Direct Sales Advertising

Why Publishers Need a Direct Sales Strategy

Programmatic advertising has been generating plenty of headlines as of late, but direct sales are still responsible for many of the successes seen in the hyperlocal publishing community.

Relying on their in-house sales teams, smaller publishers are finding that they’re better able to leverage local connections and keep their rates high when they pitch advertisers directly.

Programmatic vs. Direct

We’ve covered programmatic advertising pretty extensively here at Web Publisher PRO, but it’s worth mentioning briefly again as it relates to direct sales. Programmatic is a type of ad buying that uses software instead of a traditional processes. Programmatic advertising is incredibly efficient, but fraud rates can be high and there is concern over programmatic driving down CPMs for local publishers.

At the opposite end of the spectrum is direct ad selling. With direct sales, in-house sales reps working for a publisher go out into the community and pitch ad space to local advertisers. Direct sales can be time consuming, and it can require significant resources for reps, but direct ad sales can also lead to more revenue by cutting out ad networks and exchanges that act as middlemen in the sales process.

By some estimates, local publishers generate as much as 5x the revenue from inventory when it’s sold via direct sales compared to programmatic.

Pricing Inventory

The first question advertisers will ask a local publisher’s sales reps is how much ad placements cost. Publishers should price their inventory based on site traffic quantity and quality, as well as the quality of editorial content. Readership demographics also come into play. An audience of high-net-worth individuals is usually worth more to advertisers than readers who skew lower on the economic scale.

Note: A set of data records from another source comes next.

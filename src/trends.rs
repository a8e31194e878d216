//! Month-over-month viewing trends
//!
//! Aggregates per-calendar-month peaks and flags significant shifts between
//! consecutive months: the peak hour moving by four or more hours, or the
//! peak day crossing the weekday/weekend boundary.

use crate::time_buckets::{argmax, hour_label};
use crate::types::{Event, MonthlyStats, PatternShift, ShiftType, TemporalTrends, DAY_NAMES};
use chrono::Datelike;
use std::collections::BTreeMap;

/// Minimum peak-hour movement reported as a shift
const HOUR_SHIFT_THRESHOLD: u32 = 4;

/// Analyzer for month-over-month pattern shifts
pub struct TrendAnalyzer;

impl TrendAnalyzer {
    pub fn analyze(events: &[Event]) -> TemporalTrends {
        let mut months: BTreeMap<String, ([u32; 24], [u32; 7])> = BTreeMap::new();

        for event in events.iter().filter(|e| e.is_watch()) {
            let date = match event.local_date() {
                Some(date) => date,
                None => continue,
            };
            let (hour, day) = match (event.hour_local, event.day_of_week) {
                (Some(h), Some(d)) if h < 24 && d < 7 => (h, d),
                _ => continue,
            };
            let month = format!("{:04}-{:02}", date.year(), date.month());
            let (hourly, daily) = months.entry(month).or_insert(([0; 24], [0; 7]));
            hourly[hour as usize] += 1;
            daily[day as usize] += 1;
        }

        let monthly_stats: Vec<MonthlyStats> = months
            .iter()
            .map(|(month, (hourly, daily))| {
                let (peak_hour, peak_hour_count) = argmax(hourly);
                let (peak_day, peak_day_count) = argmax(daily);
                MonthlyStats {
                    month: month.clone(),
                    total_watches: hourly.iter().sum(),
                    peak_hour,
                    peak_hour_count,
                    peak_day,
                    peak_day_name: peak_day.map(|d| DAY_NAMES[d as usize].to_string()),
                    peak_day_count,
                }
            })
            .collect();

        let pattern_shifts = detect_shifts(&monthly_stats);

        TemporalTrends {
            total_months: monthly_stats.len() as u32,
            monthly_stats,
            pattern_shifts,
        }
    }
}

fn detect_shifts(monthly: &[MonthlyStats]) -> Vec<PatternShift> {
    let mut shifts = Vec::new();

    for pair in monthly.windows(2) {
        let (prev, next) = (&pair[0], &pair[1]);

        if let (Some(from), Some(to)) = (prev.peak_hour, next.peak_hour) {
            if from.abs_diff(to) >= HOUR_SHIFT_THRESHOLD {
                shifts.push(PatternShift {
                    shift_type: ShiftType::PeakHour,
                    from_month: prev.month.clone(),
                    to_month: next.month.clone(),
                    description: format!(
                        "Peak viewing hour shifted from {} to {}",
                        hour_label(from),
                        hour_label(to)
                    ),
                });
            }
        }

        if let (Some(from), Some(to)) = (prev.peak_day, next.peak_day) {
            if is_weekend(from) != is_weekend(to) {
                shifts.push(PatternShift {
                    shift_type: ShiftType::PeakDay,
                    from_month: prev.month.clone(),
                    to_month: next.month.clone(),
                    description: format!(
                        "Peak day moved from {} to {}",
                        DAY_NAMES[from as usize], DAY_NAMES[to as usize]
                    ),
                });
            }
        }
    }
    shifts
}

fn is_weekend(day: u32) -> bool {
    day >= 5
}

#[cfg(test)]
mod tests {
    use super::*;
    use crate::types::EventType;
    use chrono::NaiveDate;
    use pretty_assertions::assert_eq;

    fn watch(month: u32, day: u32, hour: u32) -> Event {
        let date = NaiveDate::from_ymd_opt(2024, month, day).unwrap();
        Event {
            event_type: EventType::Watch,
            engagement: None,
            timestamp_utc: None,
            timestamp_local: date.and_hms_opt(hour, 0, 0),
            hour_local: Some(hour),
            day_of_week: Some(date.weekday().num_days_from_monday()),
            month_local: Some(month),
            channel: None,
            channel_clean: None,
            text: None,
            text_clean: None,
            topics: Vec::new(),
        }
    }

    #[test]
    fn test_monthly_stats() {
        let events = vec![watch(1, 10, 9), watch(1, 10, 9), watch(1, 11, 21), watch(2, 5, 20)];
        let trends = TrendAnalyzer::analyze(&events);

        assert_eq!(trends.total_months, 2);
        assert_eq!(trends.monthly_stats[0].month, "2024-01");
        assert_eq!(trends.monthly_stats[0].total_watches, 3);
        assert_eq!(trends.monthly_stats[0].peak_hour, Some(9));
        assert_eq!(trends.monthly_stats[0].peak_hour_count, 2);
        assert_eq!(trends.monthly_stats[1].month, "2024-02");
    }

    #[test]
    fn test_peak_hour_shift_detected() {
        // January peaks at 9 AM, February at 9 PM
        let events = vec![
            watch(1, 10, 9),
            watch(1, 11, 9),
            watch(2, 10, 21),
            watch(2, 11, 21),
        ];
        let trends = TrendAnalyzer::analyze(&events);

        let shift = trends
            .pattern_shifts
            .iter()
            .find(|s| s.shift_type == ShiftType::PeakHour)
            .unwrap();
        assert_eq!(shift.from_month, "2024-01");
        assert_eq!(shift.to_month, "2024-02");
        assert_eq!(shift.description, "Peak viewing hour shifted from 9 AM to 9 PM");
    }

    #[test]
    fn test_small_hour_move_not_a_shift() {
        // 3-hour move stays below the threshold
        let events = vec![watch(1, 10, 9), watch(2, 10, 12)];
        let trends = TrendAnalyzer::analyze(&events);

        assert!(trends
            .pattern_shifts
            .iter()
            .all(|s| s.shift_type != ShiftType::PeakHour));
    }

    #[test]
    fn test_weekday_weekend_boundary_shift() {
        // January peaks Wednesday (Jan 10 2024), February peaks Saturday
        // (Feb 10 2024); hours kept close so only the day shift fires
        let events = vec![watch(1, 10, 20), watch(2, 10, 20)];
        let trends = TrendAnalyzer::analyze(&events);

        assert_eq!(trends.pattern_shifts.len(), 1);
        let shift = &trends.pattern_shifts[0];
        assert_eq!(shift.shift_type, ShiftType::PeakDay);
        assert_eq!(shift.description, "Peak day moved from Wednesday to Saturday");
    }

    #[test]
    fn test_weekday_to_weekday_not_a_shift() {
        // Wednesday to Thursday stays within weekdays
        let events = vec![watch(1, 10, 20), watch(2, 1, 20)];
        let trends = TrendAnalyzer::analyze(&events);

        assert!(trends.pattern_shifts.is_empty());
    }

    #[test]
    fn test_empty_input() {
        let trends = TrendAnalyzer::analyze(&[]);
        assert_eq!(trends.total_months, 0);
        assert!(trends.monthly_stats.is_empty());
        assert!(trends.pattern_shifts.is_empty());
    }
}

One way that publishers can maximize the value of their inventory is by letting advertisers target specific reader groups who’ve demonstrated an affinity for certain products or services. For example, a sporting goods retailer will usually be willing to pay a higher ad rate to ensure its ads are being seen by people reading the Sports section, while a restaurant would be willing to pay a higher rate to ensure its ads are seen by readers in the Dining section.

One of the best ways to sell hyper-targeted advertising is through section sponsorships and sponsored content. With direct sales, publishers have more flexibility and control over their own inventory, making them better positioned to sell these types of premium packages.

What Publishers Need for Direct Sales

  1. Salespeople: First and foremost, publishers who want to sell directly to advertisers need exceptional salespeople. Sales reps will become the face of the brand to many in the community. They need to be knowledgeable, friendly, and skilled in their work.
  2. Media Kits: In order to do their jobs effectively, sales reps need media kits. Media kits show prospective advertisers what they can purchase from the publisher. In addition to basic information like an editorial calendar, package options, and advertising deadlines, media kits also include information about the publication’s readership, both in terms of reader demographics and traffic figures. Here is an example of a media kit put together by Bethesda Magazine.
  3. Rate Cards: Rate cards are like pricing menus for publishers. Advertisers will always ask to see a rate card before agreeing to advertise on a publisher’s site. Rate cards should list basic prices for display advertising and any premium packages the publisher is offering, along with details about ad types, dimensions, and supported platforms.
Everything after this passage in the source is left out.